Bioenergy Career Map: Physical Scientist Technician

• Where applicable:
  • Knowledge of soil science, soil chemistry and physics, agronomy, and plant physiology
  • Knowledge of basic hydrological or hydrogeological principles
  • Knowledge of applicable, local, state, and federal environmental regulations
  • Familiarity with field instrumentation and data collection techniques
  • Experience with Geographic Information Systems (GIS) and other applicable spatial analysis and modeling software
  • Knowledge of the chemical composition, structure, and properties of substances and of the chemical processes and transformations that they undergo; this includes uses of chemicals and their interactions, danger signs, and disposal methods
  • Knowledge of laboratory instrumentation to include the range, use, repair, calibration, and maintenance
• Ability to communicate with key stakeholders in group settings and individual meetings
• Familiarity with data collection and software programming for numerical analysis.

Bioenergy crop production systems involve complex interactions with the physical environment in which these crops are grown. Plants require water resources and nutrients present in the soil for growth. The expansion of biomass production will require individuals with a thorough understanding of agricultural management practices that are not only economical for producers and growers but also sustain important physical components of the environment such as soil and water. Physical scientists can provide this expertise, using their knowledge of the earth, its components, and its processes to guide important land management decisions. They are also uniquely qualified to work along many other components of the bioenergy supply chain, as their knowledge of the chemical sciences has important applications for the sector’s engineering and manufacturing activities. As such, there are a broad range of pathways that they can follow. Examples of bioenergy related careers in the physical sciences include:

Chemical Scientists
To convert biomass into a biofuel, biomass must first be deconstructed into its component chemicals and then upgraded using various techniques to produce a finished product. There are a suite of chemical reactions that make this process possible and an understanding of the underlying mechanisms behind them is crucial. Chemists fill this essential role by conducting basic and applied research on chemical processes that are used for the production of bio-based fuels and chemicals. They can help understand, control, and optimize various important chemical reactions during biomass conversion or synthesize substances with specific chemical properties. Once the final product has been produced they can also test the quality of these manufactured goods, to ensure they meet industry specifications.

Hydrologists
A key goal for the bioenergy industry is to enable the sustainable use of water resources throughout the supply chain, from the production of feedstock to its use in biorefineries. Freshwater is an irreplaceable and increasingly scarce resource, and competing needs for irrigation and domestic and industrial water uses demand careful resource planning and monitoring. Hydrologists, hydrogeologists, and water resource specialists study the potential impacts of bioenergy development on water resources and research ways to produce bioenergy feedstocks while also maintaining or improving water quality.

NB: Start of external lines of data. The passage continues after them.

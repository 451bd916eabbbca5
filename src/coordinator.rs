//! One upload cycle: expire → scan → select → deliver → (degrade) → commit.
//!
//! The coordinator owns every collaborator it needs; nothing is reached through
//! global state. A cycle runs start to finish on the caller's task, and at most one
//! cycle (or undo) runs at a time: a second trigger while one is running is rejected
//! with [`BatchError::CycleInProgress`].
//!
//! # Degrade cascade
//! When the channel rejects the nominal batch as too large, the coordinator walks
//! [`DEGRADE_CASCADE`] in order. Each tier picks its own batch with a scaled byte
//! ceiling, may refuse a batch that is too small relative to the nominal one, and on
//! delivery failure hands over to the next tier.

use std::sync::Arc;
use std::time::Duration;

use chrono::{DateTime, Utc};
use tokio::sync::Mutex;
use tracing::{debug, error, info, warn};

use crate::catalog::{FileCatalog, MediaFile, MediaKind, PendingPools};
use crate::config::{BatchConfig, OrderMode};
use crate::contract::{CorrelationId, DeliveryChannel, DeliveryError, SidecarSource};
use crate::error::{BatchError, BatchResult, FileFailure};
use crate::ledger::{DeliveryRecord, UploadLedger};
use crate::ratings::{RatingLedger, TopEntry};
use crate::select::{count_kind, select, total_size, Budget, Strategy};
use crate::sidecar::JsonSidecar;
use crate::store::JsonStore;

/// One step of the selection cascade.
#[derive(Debug, Clone, Copy, PartialEq)]
pub struct DegradeTier {
    pub name: &'static str,
    /// Message label; the file count is appended when sending.
    pub label: &'static str,
    pub strategy: Strategy,
    /// Multiplier applied to the nominal byte ceiling.
    pub budget_scale: f64,
    /// Minimum batch size as a fraction of the nominal batch's file count.
    pub min_accept_ratio: Option<f64>,
}

impl DegradeTier {
    /// Whether a candidate of `candidate_len` files may be sent in place of a nominal batch of `nominal_len`.
    pub fn accepts(&self, candidate_len: usize, nominal_len: usize) -> bool {
        if candidate_len == 0 {
            return false;
        }
        match self.min_accept_ratio {
            Some(ratio) => candidate_len as f64 >= nominal_len as f64 * ratio,
            None => true,
        }
    }
}

pub const NOMINAL_TIER: DegradeTier = DegradeTier {
    name: "nominal",
    label: "Daily Batch Upload",
    strategy: Strategy::Ordered,
    budget_scale: 1.0,
    min_accept_ratio: None,
};

pub const DEGRADE_CASCADE: [DegradeTier; 2] = [
    DegradeTier {
        name: "smart-fit",
        label: "Adjusted Batch Upload",
        strategy: Strategy::SmartFit,
        budget_scale: 0.8,
        min_accept_ratio: Some(0.5),
    },
    DegradeTier {
        name: "reduced",
        label: "Reduced Batch Upload",
        strategy: Strategy::Reduced,
        budget_scale: 0.6,
        min_accept_ratio: None,
    },
];

/// Knobs for a cycle, independent of where the files and ledgers live.
#[derive(Debug, Clone)]
pub struct CycleSettings {
    pub budget: Budget,
    pub order: OrderMode,
    pub archive_retention: Duration,
    pub delivery_timeout: Duration,
}

impl From<&BatchConfig> for CycleSettings {
    fn from(config: &BatchConfig) -> Self {
        Self {
            budget: Budget::new(
                config.images_per_batch,
                config.videos_per_batch,
                config.max_upload_bytes(),
            ),
            order: config.selection_order,
            archive_retention: config.archive_retention(),
            delivery_timeout: config.delivery_timeout,
        }
    }
}

/// A batch that went out and was archived.
#[derive(Debug, Clone, PartialEq)]
pub struct CycleReport {
    pub tier: &'static str,
    pub correlation_id: CorrelationId,
    pub archived: Vec<String>,
    pub images: usize,
    pub videos: usize,
    pub bytes: u64,
    pub delivered_at: DateTime<Utc>,
}

#[derive(Debug, Clone, PartialEq)]
pub enum CycleOutcome {
    /// Nothing in the pending pool fits the nominal budget.
    NothingToUpload,
    Delivered(CycleReport),
    /// The nominal batch was too large and no degraded batch qualified.
    Abandoned { reason: String },
}

pub struct UploadCoordinator<C> {
    settings: CycleSettings,
    catalog: FileCatalog,
    uploads: JsonStore<UploadLedger>,
    ratings: JsonStore<RatingLedger>,
    channel: C,
    sidecar: Arc<dyn SidecarSource>,
    cycle_lock: Mutex<()>,
}

impl<C> UploadCoordinator<C>
where
    C: DeliveryChannel,
{
    pub fn new(
        settings: CycleSettings,
        catalog: FileCatalog,
        uploads: JsonStore<UploadLedger>,
        ratings: JsonStore<RatingLedger>,
        channel: C,
    ) -> Self {
        Self {
            settings,
            catalog,
            uploads,
            ratings,
            channel,
            sidecar: Arc::new(JsonSidecar),
            cycle_lock: Mutex::new(()),
        }
    }

    /// Wire up a coordinator from a loaded config.
    pub fn from_config(config: &BatchConfig, channel: C) -> Self {
        Self::new(
            CycleSettings::from(config),
            FileCatalog::new(&config.pending_dir, &config.archive_dir, config.extensions.clone()),
            JsonStore::new(&config.history_file),
            JsonStore::new(&config.ratings_file),
            channel,
        )
    }

    pub fn with_sidecar(mut self, sidecar: impl SidecarSource + 'static) -> Self {
        self.sidecar = Arc::new(sidecar);
        self
    }

    pub fn settings(&self) -> &CycleSettings {
        &self.settings
    }

    pub fn catalog(&self) -> &FileCatalog {
        &self.catalog
    }

    pub fn uploads(&self) -> &JsonStore<UploadLedger> {
        &self.uploads
    }

    pub fn ratings(&self) -> &JsonStore<RatingLedger> {
        &self.ratings
    }

    pub(crate) fn channel(&self) -> &C {
        &self.channel
    }

    /// Take the engine exclusively, or fail right away if someone else holds it.
    pub(crate) fn try_exclusive(&self) -> BatchResult<tokio::sync::MutexGuard<'_, ()>> {
        self.cycle_lock.try_lock().map_err(|_| {
            warn!("[CYCLE] Rejected: another cycle is in progress");
            BatchError::CycleInProgress
        })
    }

    /// Run one full cycle. Used by both the scheduler and manual triggers.
    pub async fn run_cycle(&self) -> BatchResult<CycleOutcome> {
        let _guard = self.try_exclusive()?;
        info!("[CYCLE] Starting upload cycle");
        let result = self.run_cycle_locked().await;
        match &result {
            Ok(CycleOutcome::Delivered(report)) => info!(
                tier = report.tier,
                correlation_id = %report.correlation_id,
                archived = report.archived.len(),
                "[CYCLE] Cycle complete"
            ),
            Ok(outcome) => info!(?outcome, "[CYCLE] Cycle ended without delivery"),
            Err(e) => error!(error = %e, "[CYCLE][ERROR] Cycle failed"),
        }
        result
    }

    async fn run_cycle_locked(&self) -> BatchResult<CycleOutcome> {
        if !self.catalog.pending_dir().is_dir() {
            return Err(BatchError::NotFound(format!(
                "pending folder {} does not exist",
                self.catalog.pending_dir().display()
            )));
        }

        let expired = self.catalog.expire_archive(self.settings.archive_retention);
        debug!(removed = expired.removed.len(), failed = expired.failed.len(), "[CYCLE] Archive expiry done");

        let ledger = self.uploads.load().await?;
        let pools = self.catalog.scan(&ledger.delivered_set());
        info!(
            images = pools.images.len(),
            videos = pools.videos.len(),
            order = %self.settings.order,
            "[CYCLE] Pending pool scanned"
        );

        let nominal = self.select_for(&NOMINAL_TIER, &pools);
        if nominal.is_empty() {
            info!("[CYCLE] No files to upload");
            return Ok(CycleOutcome::NothingToUpload);
        }

        match self.deliver(&NOMINAL_TIER, &nominal).await {
            Ok(correlation_id) => self
                .commit(&NOMINAL_TIER, correlation_id, &nominal)
                .await
                .map(CycleOutcome::Delivered),
            Err(DeliveryError::PayloadTooLarge(msg)) => {
                warn!(files = nominal.len(), reason = %msg, "[CYCLE] Batch too large, degrading");
                self.degrade(&pools, nominal.len()).await
            }
            Err(e) => Err(e.into()),
        }
    }

    fn select_for(&self, tier: &DegradeTier, pools: &PendingPools) -> Vec<MediaFile> {
        let budget = self.settings.budget.scaled(tier.budget_scale);
        select(tier.strategy, pools, &budget, self.settings.order)
    }

    async fn degrade(&self, pools: &PendingPools, nominal_len: usize) -> BatchResult<CycleOutcome> {
        let mut last_failure: Option<DeliveryError> = None;

        for tier in DEGRADE_CASCADE.iter() {
            let batch = self.select_for(tier, pools);
            if !tier.accepts(batch.len(), nominal_len) {
                info!(
                    tier = tier.name,
                    files = batch.len(),
                    nominal = nominal_len,
                    "[CYCLE] Skipping degraded tier"
                );
                continue;
            }
            match self.deliver(tier, &batch).await {
                Ok(correlation_id) => {
                    return self
                        .commit(tier, correlation_id, &batch)
                        .await
                        .map(CycleOutcome::Delivered)
                }
                Err(e) => {
                    warn!(tier = tier.name, error = %e, "[CYCLE] Degraded delivery failed");
                    last_failure = Some(e);
                }
            }
        }

        match last_failure {
            Some(e) => Err(e.into()),
            None => Ok(CycleOutcome::Abandoned {
                reason: "no degraded batch qualified for delivery".to_string(),
            }),
        }
    }

    async fn deliver(&self, tier: &DegradeTier, batch: &[MediaFile]) -> Result<CorrelationId, DeliveryError> {
        let label = format!("{} ({} files)", tier.label, batch.len());
        info!(
            tier = tier.name,
            files = batch.len(),
            bytes = total_size(batch),
            "[CYCLE] Delivering batch"
        );
        let timeout = self.settings.delivery_timeout;
        match tokio::time::timeout(timeout, self.channel.send(batch, &label)).await {
            Ok(result) => result,
            Err(_) => Err(DeliveryError::Other(format!(
                "delivery timed out after {}s",
                timeout.as_secs()
            ))),
        }
    }

    /// Move delivered files into the archive and record them, saving the ledger once.
    async fn commit(
        &self,
        tier: &DegradeTier,
        correlation_id: CorrelationId,
        batch: &[MediaFile],
    ) -> BatchResult<CycleReport> {
        let delivered_at = Utc::now();
        let mut records = Vec::with_capacity(batch.len());
        let mut failed = Vec::new();

        for file in batch {
            let sidecar = self.sidecar.read(&file.path);
            match self.catalog.archive(&file.filename) {
                Ok(()) => records.push((
                    file.clone(),
                    DeliveryRecord::new(delivered_at, correlation_id.clone(), file.size_bytes, sidecar),
                )),
                Err(e) => {
                    error!(file = %file.filename, error = %e, "[CYCLE][ERROR] Failed to archive delivered file");
                    failed.push(FileFailure::new(file.filename.clone(), e));
                }
            }
        }

        let archived: Vec<MediaFile> = records.iter().map(|(f, _)| f.clone()).collect();
        self.uploads
            .update(|ledger| {
                for (file, record) in records {
                    ledger.record(file.filename, record);
                }
            })
            .await?;

        if !failed.is_empty() {
            return Err(BatchError::PartialCommit {
                correlation_id,
                archived: archived.into_iter().map(|f| f.filename).collect(),
                failed,
            });
        }

        info!(tier = tier.name, files = archived.len(), "[CYCLE] Archived delivered files");
        Ok(CycleReport {
            tier: tier.name,
            correlation_id,
            images: count_kind(&archived, MediaKind::Image),
            videos: count_kind(&archived, MediaKind::Video),
            bytes: total_size(&archived),
            archived: archived.into_iter().map(|f| f.filename).collect(),
            delivered_at,
        })
    }

    /// Count a vote for a file. Does not wait for a running cycle.
    pub async fn record_vote(&self, filename: &str, voter: &str) -> BatchResult<bool> {
        let counted = self
            .ratings
            .update(|ratings| ratings.record_vote(filename, voter))
            .await?;
        debug!(file = filename, voter, counted, "Recorded vote");
        Ok(counted)
    }

    /// Most-voted files delivered at or after `since`.
    pub async fn top_rated(&self, since: DateTime<Utc>, limit: usize) -> BatchResult<Vec<TopEntry>> {
        let uploads = self.uploads.load().await?;
        let ratings = self.ratings.load().await?;
        Ok(ratings.top_by_recency(&uploads, since, limit))
    }
}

They work both in modeling and in the field by collecting data from experiments in watersheds and field stations. They also study the potential to utilize reclaimed water and other non-traditional water sources for the production of biofuels and evaluate the water use efficiency of different processes and production pathways.

Soil Scientists
Maintaining soil health is a critical element of sustainable bioenergy systems. This includes ensuring that soil nutrients are not depleted by bioenergy cropping, that soil carbon levels are maintained at levels that are environmentally acceptable, that crop residues are harvested in sustainable quantities, and that the appropriate conservation practices are put in place to minimize erosion and leaching of soil and nutrients to water resources. Additionally, bioenergy resources will need to be grown so that they do not negatively impact wildlife. Soil scientists focus on providing stakeholders with recommendations based on research on how to protect natural resources. They are responsible for surveying, staking, information gathering, designing, engineering plan preparation, and construction inspections.

Environmental Scientists
Planning for bioenergy crop landscapes and related infrastructure will require individuals who understand how to minimize the environmental impact of these large-scale projects. Environmental Scientists apply their knowledge of the natural and physical sciences to provide guidance to land managers and business owners on how to minimize impact on the ecosystem and comply with regulations and policies. A common specialization within environmental science is geographic information systems—a discipline which focuses on the presentation, management and analysis of spatial or geographic data. The technical skills that this specialization covers such as spatial analysis, remote sensing, and statistical analysis are highly valuable when executing any geographic aspects of bioenergy planning.

At the entry level, Physical Sciences Technicians will work under the supervision of senior soil, water, and environmental scientists to help develop strategies and tools for producing biomass feedstocks while maintaining or enhancing soil quality and ecosystem services, as well as investigate opportunities for bioenergy crops to improve water quality. Individuals pursuing the chemical scientist route will also work under the supervision of senior level scientists to help improve applicable chemical processes, develop novel bioproducts, and ensure the end product meets quality specifications. A bachelor's degree in the physical or natural sciences, or engineering (e.g. chemistry, hydrology, environmental science, soil science or agricultural sciences). Equivalent experience or training may substitute for a bachelor’s degree. Employers also value relevant experience gained through undergraduate capstone research projects, part-time employment, internships, or volunteer work.